All statements that an application attempts to execute after a failure use TAF failover feature. This means, after a failure, any statement your application tries to execute automatically engages TAF recovery. This includes not just the one that failed at the time of the failure, but also any other statements your application tries to execute after the failure. Subsequent statements may succeed, or the application may receive errors corresponding to an attempted TAF recovery (such as ORA-25401). The application developer need to determine how to handle these errors, either by implementing error-handling logic within the application or by notifying the user through an alert mechanism. The application logic should be built to address possible errors by re-executing the query from the beginning.

Note:

Oracle recommends for applications to register a callback, so when failover happens, the callback can be used to restore the session to the desired state.

Note:

TAF is not supported for :

Remote database links
A session with a transaction already in progress
LOB columns which are part of the select list

11.2.3.3.1 Configuring Transparent Application Failover

Transparent Application Failover (TAF) can be configured on both database tier and the OCI application tier. If both are configured, database tier settings take precedence.

Configure TAF on the client side by setting the FAILOVER_MODE parameter to SESSION or SELECT in the CONNECT_DATA portion of a connect descriptor (for example, in tnsnames.ora file).

Configure TAF on the server side by setting FAILOVER_MODE to SESSION or SELECT. Use srvctl modify service for services managed by Oracle Clusterware, Oracle Restart, or Oracle Global Data Services. Otherwise, use the DBMS_SERVICE.MODIFY_SERVICE packaged procedure for services that are not so managed, such as those defined in a single instance database.

Whether configured on the client or the service, TAF has two possible modes:

SESSION - Only the connection and session are re-established. Any existing cursors need to be re-executed.
SELECT - The session is restored. In addition, if the application tries to fetch from previously active cursors, then OCI attempts to re-execute and restore the cursor to its original row set location. This process occurs based on the session states active at the time of the fetch call. The fetch fails if the new row set (or its effective order) differs from the original execution.
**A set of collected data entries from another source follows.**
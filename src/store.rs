//! The history store — the single owner of persisted analysis records.
//!
//! The whole collection is one durable blob behind an injected
//! [`StorageBackend`]: every mutation is a read-modify-write of the
//! full collection, newest record first, capped at
//! [`HISTORY_CAP`](crate::config::HISTORY_CAP) entries.
//!
//! Public operations never panic and never surface an error type:
//! storage failures come back as `None` / `false` / an empty `Vec`,
//! with the cause logged. The callers (results and history views)
//! decide whether to tell the user.

use std::collections::HashSet;

use chrono::{DateTime, Duration, Utc};
use rand::Rng;
use serde_json::{json, Value};

use crate::config::{DEDUP_WINDOW_SECS, HISTORY_CAP, SCHEMA_VERSION};
use crate::models::{AnalysisRecord, HistoryStats, Prediction};
use crate::normalize::normalize;
use crate::storage::{FileBackend, MemoryBackend, StorageBackend, StorageError};

const ID_SUFFIX_LEN: usize = 7;
const BASE36: &[u8] = b"0123456789abcdefghijklmnopqrstuvwxyz";

/// Local analysis-history store over an injected storage backend.
pub struct HistoryStore<B: StorageBackend> {
    backend: B,
}

impl HistoryStore<MemoryBackend> {
    /// Ephemeral store holding records in memory only.
    pub fn in_memory() -> Self {
        Self::new(MemoryBackend::new())
    }
}

impl HistoryStore<FileBackend> {
    /// Durable store at the default application location.
    pub fn at_default_location() -> Self {
        Self::new(FileBackend::at_default_location())
    }
}

impl<B: StorageBackend> HistoryStore<B> {
    pub fn new(backend: B) -> Self {
        Self { backend }
    }

    // ── Mutators ─────────────────────────────────────────

    /// Normalize and persist a raw prediction payload.
    ///
    /// A save within [`DEDUP_WINDOW_SECS`] of an existing record with
    /// identical disease, confidence and symptoms returns that record
    /// unchanged instead of creating a duplicate (the results view is
    /// known to double-invoke on re-render).
    ///
    /// Returns `None` only when storage fails: either the existing
    /// collection cannot be read (saving blind would overwrite it) or
    /// the updated collection cannot be written.
    pub fn save(&mut self, raw: &Value) -> Option<AnalysisRecord> {
        let normalized = normalize(raw);
        let mut records = match self.try_load_records() {
            Ok(records) => records,
            Err(e) => {
                tracing::warn!(error = %e, "Cannot read history, save dropped to avoid overwrite");
                return None;
            }
        };

        let now = Utc::now();
        if let Some(existing) = find_duplicate(&records, &normalized, now) {
            tracing::debug!(
                disease = %existing.result.disease,
                id = %existing.id,
                "Duplicate save within dedup window, returning existing record"
            );
            return Some(existing.clone());
        }

        let record = AnalysisRecord {
            id: generate_record_id(now),
            timestamp: now,
            result: normalized,
        };

        records.insert(0, record.clone());
        records.truncate(HISTORY_CAP);

        match self.persist(&records) {
            Ok(()) => {
                tracing::debug!(id = %record.id, disease = %record.result.disease, "Saved analysis to history");
                Some(record)
            }
            Err(e) => {
                tracing::warn!(error = %e, "Failed to persist history, save dropped");
                None
            }
        }
    }

    /// Remove the record with the given id. Persisting the remainder is
    /// what can fail; an unknown id is a successful no-op.
    pub fn delete(&mut self, id: &str) -> bool {
        let mut records = match self.try_load_records() {
            Ok(records) => records,
            Err(e) => {
                tracing::warn!(error = %e, id, "Cannot read history, delete dropped to avoid overwrite");
                return false;
            }
        };
        records.retain(|r| r.id != id);

        match self.persist(&records) {
            Ok(()) => true,
            Err(e) => {
                tracing::warn!(error = %e, id, "Failed to persist history after delete");
                false
            }
        }
    }

    /// Remove the entire collection.
    pub fn clear(&mut self) -> bool {
        match self.backend.remove() {
            Ok(()) => true,
            Err(e) => {
                tracing::warn!(error = %e, "Failed to clear history");
                false
            }
        }
    }

    // ── Readers ──────────────────────────────────────────

    /// The full collection, newest first. Every record's result is in
    /// canonical shape even when it was written under a legacy schema.
    /// Missing, unreadable or corrupt storage reads as empty.
    pub fn list(&self) -> Vec<AnalysisRecord> {
        self.load_records()
    }

    /// Look up a single record by id.
    pub fn get(&self, id: &str) -> Option<AnalysisRecord> {
        self.load_records().into_iter().find(|r| r.id == id)
    }

    /// Aggregate counts for the history screen. All-zero on an empty
    /// store; the average is rounded to one decimal.
    pub fn stats(&self) -> HistoryStats {
        let records = self.load_records();
        if records.is_empty() {
            return HistoryStats::default();
        }

        let mut stats = HistoryStats {
            total: records.len(),
            ..Default::default()
        };

        let mut confidence_sum = 0.0;
        for record in &records {
            *stats
                .diseases
                .entry(record.result.disease.clone())
                .or_insert(0) += 1;
            confidence_sum += record.result.confidence;
        }

        stats.avg_confidence = (confidence_sum / records.len() as f64 * 10.0).round() / 10.0;
        stats
    }

    /// Case-insensitive substring search over disease, symptoms,
    /// duration and severity. An empty or whitespace-only query returns
    /// the full list.
    pub fn search(&self, query: &str) -> Vec<AnalysisRecord> {
        let q = query.trim().to_lowercase();
        if q.is_empty() {
            return self.load_records();
        }

        self.load_records()
            .into_iter()
            .filter(|record| {
                let r = &record.result;
                r.disease.to_lowercase().contains(&q)
                    || field_matches(r.symptoms(), &q)
                    || field_matches(r.duration(), &q)
                    || field_matches(r.severity(), &q)
            })
            .collect()
    }

    /// Serialize the normalized collection as formatted JSON. The
    /// delivery mechanism (file download, HTTP response, clipboard) is
    /// the caller's concern.
    pub fn export_json(&self) -> Vec<u8> {
        match serde_json::to_vec_pretty(&self.load_records()) {
            Ok(bytes) => bytes,
            Err(e) => {
                tracing::warn!(error = %e, "Failed to serialize history for export");
                Vec::new()
            }
        }
    }

    /// Distinct disease names, in first-seen (newest-first) order.
    pub fn unique_diseases(&self) -> Vec<String> {
        let mut seen = HashSet::new();
        self.load_records()
            .into_iter()
            .map(|r| r.result.disease)
            .filter(|d| seen.insert(d.clone()))
            .collect()
    }

    /// Records whose timestamp falls inclusively within `[start, end]`,
    /// newest first.
    pub fn by_date_range(
        &self,
        start: DateTime<Utc>,
        end: DateTime<Utc>,
    ) -> Vec<AnalysisRecord> {
        self.load_records()
            .into_iter()
            .filter(|r| r.timestamp >= start && r.timestamp <= end)
            .collect()
    }

    // ── Persistence ──────────────────────────────────────

    /// Read the stored collection for the read-only operations.
    /// A backend read failure reads as empty here; the mutators use
    /// [`Self::try_load_records`] so they never overwrite history they
    /// could not read.
    fn load_records(&self) -> Vec<AnalysisRecord> {
        match self.try_load_records() {
            Ok(records) => records,
            Err(e) => {
                tracing::warn!(error = %e, "Failed to read history, treating as empty");
                Vec::new()
            }
        }
    }

    /// Read and upgrade the stored collection.
    ///
    /// The versioned envelope holds records the store itself wrote in
    /// canonical shape, so they deserialize directly — re-applying the
    /// confidence-scale heuristic here would misread a known-percent
    /// score at the fractional boundary (a stored 1% would come back as
    /// 100%). Only the legacy unversioned array, whose records may
    /// predate normalization (flat `prediction` field, nested
    /// `prediction.disease`, fractional confidence), goes through
    /// `normalize` on read.
    fn try_load_records(&self) -> Result<Vec<AnalysisRecord>, StorageError> {
        let Some(bytes) = self.backend.read()? else {
            return Ok(Vec::new());
        };

        let value: Value = match serde_json::from_slice(&bytes) {
            Ok(value) => value,
            Err(e) => {
                tracing::warn!(error = %e, "Corrupt history blob, treating as empty");
                return Ok(Vec::new());
            }
        };

        let records = match &value {
            Value::Object(map) => match map.get("records").and_then(Value::as_array) {
                Some(items) => items
                    .iter()
                    .filter_map(|item| serde_json::from_value(item.clone()).ok())
                    .collect(),
                None => {
                    tracing::warn!("History envelope has no records array, treating as empty");
                    Vec::new()
                }
            },
            // Legacy format: a bare array of records, no version tag.
            Value::Array(items) => items.iter().filter_map(parse_record_lenient).collect(),
            _ => {
                tracing::warn!("Unexpected history blob shape, treating as empty");
                Vec::new()
            }
        };

        Ok(records)
    }

    fn persist(&self, records: &[AnalysisRecord]) -> Result<(), StorageError> {
        let envelope = json!({
            "version": SCHEMA_VERSION,
            "records": records,
        });
        let bytes = serde_json::to_vec(&envelope).map_err(|e| {
            StorageError::Unavailable(format!("history serialization failed: {e}"))
        })?;
        self.backend.write(&bytes)
    }
}

/// Parse one record from the legacy unversioned array, upgrading its
/// result to the canonical shape. Items without a usable id or
/// timestamp are skipped.
fn parse_record_lenient(item: &Value) -> Option<AnalysisRecord> {
    let id = item.get("id")?.as_str()?.to_string();
    let timestamp = item
        .get("timestamp")?
        .as_str()?
        .parse::<DateTime<Utc>>()
        .ok()?;
    let result = normalize(item.get("result").unwrap_or(&Value::Null));

    Some(AnalysisRecord {
        id,
        timestamp,
        result,
    })
}

fn find_duplicate<'a>(
    records: &'a [AnalysisRecord],
    candidate: &Prediction,
    now: DateTime<Utc>,
) -> Option<&'a AnalysisRecord> {
    let window = Duration::seconds(DEDUP_WINDOW_SECS);
    records.iter().find(|existing| {
        let age = now.signed_duration_since(existing.timestamp);
        age >= Duration::zero()
            && age <= window
            && existing.result.disease == candidate.disease
            && existing.result.confidence == candidate.confidence
            && existing.result.symptoms() == candidate.symptoms()
    })
}

/// `<unix-millis>-<7 base-36 chars>`. Collisions are negligible for a
/// per-client store; the id is only a lookup key, not a global handle.
fn generate_record_id(now: DateTime<Utc>) -> String {
    let mut rng = rand::thread_rng();
    let suffix: String = (0..ID_SUFFIX_LEN)
        .map(|_| BASE36[rng.gen_range(0..BASE36.len())] as char)
        .collect();
    format!("{}-{}", now.timestamp_millis(), suffix)
}

fn field_matches(field: Option<&str>, query: &str) -> bool {
    field.is_some_and(|f| f.to_lowercase().contains(query))
}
An initial attempt at failover may not always succeed. OCI provides a mechanism for retrying failover after an unsuccessful attempt.

See Also:

Oracle Database Net Services Reference for more information about client-side configuration of TAF (Connect Data Section)
Oracle Database PL/SQL Packages and Types Reference for more information about the database tier configuration of TAF (DBMS_SERVICE)
High Availability Overview and Best Practices - Configuring Level 3: Mask Unplanned and Planned Failovers from Applications for more information on unplanned outages and planned failovers

11.3 Failover Support for Token-Based Authentication in OCI

This section covers failover support for token-based authentication in OCI.

See Also:

Identity and Access Management (IAM) Token-Based Authentication

When using token-based authentication, there is a possibility that the original token may expire by the time a failover occurs. Therefore, the application needs a way to provide an updated token during the failover process. For example, if the token is stored in an operating system file, it must be updated with the new expiration details in the event of a failover. This can be accomplished through the failover callback capability, which is explained in section Failover Callback. Providing the database token The updated token can be provided using any one of the following two ways:

11.3.1 Providing the Database Token Programmatically

If the cached token expires, the latest token and key must be specified in the failover callback by calling OCIAttrSet() with attributes OCI_ATTR_TOKEN and OCI_ATTR_IAM_PRIVKEY on the session handle. These are cached by OCI after the failover is complete.

A fail over event OCI_FO_BEGIN_EXPIREDTOKEN is invoked to renew the expired token.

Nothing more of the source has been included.